EXERCISE DETAILS. Each record in the listing below is to be duplicated exactly.

#### INPUT

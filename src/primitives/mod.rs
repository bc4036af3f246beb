//! Low-level primitives the reclamation engine is built on.
//!
//! Includes the collaborator contracts (page-mapping layer, compressor,
//! external pager), their in-memory simulations, and the wake/backoff
//! primitives shared by the worker threads.

/// Wake channels and lock retry policy.
pub mod concurrency;

/// Contracts with the hardware mapping layer, the compression codec and
/// the external pager.
pub mod hal;

/// In-memory implementations of the collaborator contracts.
pub mod sim;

########

TASK OUTPUT.
filename src/primitives/mod.rs
repository bc4036af3f246beb
//! Low-level primitives the reclamation engine is built on.
//!
//! Includes the collaborator contracts (page-mapping layer, compressor,
//! external pager), their in-memory simulations, and the wake/backoff
//! primitives shared by the worker threads.

/// Wake channels and lock retry policy.
pub mod concurrency;

/// Contracts with the hardware mapping layer, the compression codec and
/// the external pager.
pub mod hal;

/// In-memory implementations of the collaborator contracts.
pub mod sim;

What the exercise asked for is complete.